# Died on Freeway, I dont know why



## wissnx01 (Aug 7, 2003)

I was comming home tonight same as always. Comming down a hill the car died; engine stopped, and the idiot lights came on. Managed to get it to a parking lot. 

I can crank the engine over, but can only start it when pumping the gas, though it misses, and only stays running when the pedal is to the floor. If I leave off the pedal, of corse it dies almost at once.

Im thinking that it may be the spark plugs, but others are thinking that its a fuel or timing issue. I dont suspect the timing chain, though what the hell do I know. This is a second car that we have just to get my ass back and forth to work. I havent ventured much past routine maintenance, and even that I havent had to do since we have a new car and its all under warranty.

I bought this car because the other Sentras we have owned were great cars and ran very well. This one has cost me a small fortune and Ive only had it a month. Id appriciate any suggestions or things to rule out to narrow the scope of what could be the problem down.

Simply its a 95 200SX with a 5 speed, with approximatly 140k miles. All maintenance has been done, plugs, filters, fluids are all new. Hell, if anyone in the SoCal area would care to take a look personally, I wouldnt mind paying a 'consultants' fee. Im not mechanically enclined as I had hoped, so any help is appriicated.


----------



## IanH (Feb 11, 2003)

wissnx01 said:


> I was comming home tonight same as always. Comming down a hill the car died; engine stopped, and the idiot lights came on. Managed to get it to a parking lot.
> 
> I can crank the engine over, but can only start it when pumping the gas, though it misses, and only stays running when the pedal is to the floor. If I leave off the pedal, of corse it dies almost at once.
> 
> ...


Hard to tell from this distance. Try listening to injectors with screw driver.
Check for fuel pressure, is pump priming when you turn it on ?
Check for spark on all the leads.
It possible its a coil or ignition, but I dont think its timing or timing chain.

Good Luck.....


----------



## ghost_ryder35 (Feb 28, 2006)

I would check the spark (take a spark plug and touch it to the frame of the car and see if a spark jumps from the end of the plug to the frame), do this for each plug. I think maybe its a weak fuel pump maybe, fuel pump about to die. anyone else think that?


----------



## wissnx01 (Aug 7, 2003)

Actually, two others I have spoke to who know a heck of alot more than I suggested that the pump may be failing. It will prime itself, but perhaps its just an immenant failure. Im going to try and get it home tonight when its late and there is little traffic. Its about 30 miles away, so it could be tough. However, once I get it back, I will probably replace the fuel pump, just to eliminate that for now, and to get rid of that as a possible failure in the future. Unfortunatly, I am running low on money, so I will probably head out to the scrap yards this weekend and seek out a newer sentra and see if I can recover a semi-newer fuel pump. Using a used one will definatly require me to change it to a new one in the future, but by then I shouldnt be strapped for cash as much.
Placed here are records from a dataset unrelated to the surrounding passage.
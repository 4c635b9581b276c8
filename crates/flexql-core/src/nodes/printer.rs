use std::fmt::Write;

use super::{NodeId, NodeKind, QueryTree};

/// Indented, one-line-per-node dump of a query tree.
pub struct TreePrinter<'t> {
    tree: &'t QueryTree,
    spans: bool,
}

impl<'t> TreePrinter<'t> {
    pub fn new(tree: &'t QueryTree) -> Self {
        Self { tree, spans: false }
    }

    pub fn with_spans(mut self, value: bool) -> Self {
        self.spans = value;
        self
    }

    /// Dump the tree from its root. An unrooted tree dumps as the empty string.
    pub fn dump(&self) -> String {
        match self.tree.root() {
            Some(root) => self.dump_node(root),
            None => String::new(),
        }
    }

    pub fn dump_node(&self, id: NodeId) -> String {
        let mut out = String::new();
        self.format(id, &mut out).expect("String write never fails");
        out
    }

    pub fn format(&self, id: NodeId, w: &mut impl Write) -> std::fmt::Result {
        self.format_node(id, 0, w)
    }

    fn format_node(&self, id: NodeId, indent: usize, w: &mut impl Write) -> std::fmt::Result {
        let node = self.tree.node(id);
        let prefix = "  ".repeat(indent);

        write!(w, "{prefix}{}", node.kind().label())?;
        if self.spans {
            write!(w, " [{}..{}]", node.begin(), node.end())?;
        }

        match node.kind() {
            NodeKind::Field(field) if field.is_default_field() => write!(w, " {}", field.text())?,
            NodeKind::Field(field) => write!(w, " {}:{}", field.field(), field.text())?,
            NodeKind::QuotedField(field) if field.is_default_field() => {
                write!(w, " \"{}\"", field.text())?
            }
            NodeKind::QuotedField(field) => {
                write!(w, " {}:\"{}\"", field.field(), field.text())?
            }
            NodeKind::Modifier(modifier) => write!(w, " {}", modifier.name())?,
            NodeKind::Boost(value) => write!(w, " {value}")?,
            NodeKind::Boolean(_) | NodeKind::Group => {}
        }
        writeln!(w)?;

        for &child in node.children() {
            self.format_node(child, indent + 1, w)?;
        }
        Ok(())
    }
}

impl QueryTree {
    pub fn printer(&self) -> TreePrinter<'_> {
        TreePrinter::new(self)
    }

    /// Diagnostic dump of the subtree under `id`, spans included.
    pub fn to_debug_string(&self, id: NodeId) -> String {
        self.printer().with_spans(true).dump_node(id)
    }
}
Also, I did try to remove the Number 1 plug wire, and the damn rubber boot came off with the plastic thing still in the cylindar. I attempted to free it with a long screwdriver, but a small edge of that plastic fell into the cylinder. Fortunatly its not in the engine, yet. Right now I hope that it melts to something, otherwise, I dont look forward to tearing it down just for a tiny piece of plastic, but I know that will destroy the engine fairly quick. Im wondering if I can remove the plug, and it falls into the combustion chamber, then crank the engine, in hopes the pressure will shoot it out. Doesnt seem likely, but I cant risk removing the plug, otherwise it will fall in the combustion chamber.

Its just a small series of problems like this that fustrate me. So, once I get the fuel pump changed out, its time for new spark plug wires.

I appriciate your response and advice, it will prove useful. For the longest time I went to some automotive trade schools, thinking it was my calling, only to realize I couldnt afford it, and it just wasnt something that I cared to do. Now, I can set up a large Token Ring network or fix most any computer failures, just dont ask me about cars! Either way, thanks again.


----------



## oliverr87 (Sep 23, 2005)

Dude, you live in Riverside? I live in West Covina, if you want, i'll take a look at it for free or whatever. =) But yea, it does sound like a fuel delivery issue...the car wouldn't just 'die' unless the pump wasn't properly pumping fuel. It could also be that your injectors are clogged or something, try running a bottle of Chevron Techron or Redline Fuel System Cleaner (NOTHING ELSE, OR YOU WILL RUIN THE INJECTORS) and see if that helps.


----------



## wissnx01 (Aug 7, 2003)

Ill be damned I was comming home from work in West Covina when it died comming down the hill into Pomona. Id appricate if you could. Unfortunatly, wife took the car, otherwise I would meet you there. When would you have time. Its always a good thing to have assistance from another Nissan fan.


----------



## wissnx01 (Aug 7, 2003)

Took some suggestions from Oliver, went out to recover the car, and I couldnt get it to start at all. Fuel delivery is good, until it gets to the fuel rail. Because i cant get it off easily to see if its clogged, I have no idea what to do. I definatly have concluded that the fuel is now not getting to the combustion chamber, I just dont know where its blocked.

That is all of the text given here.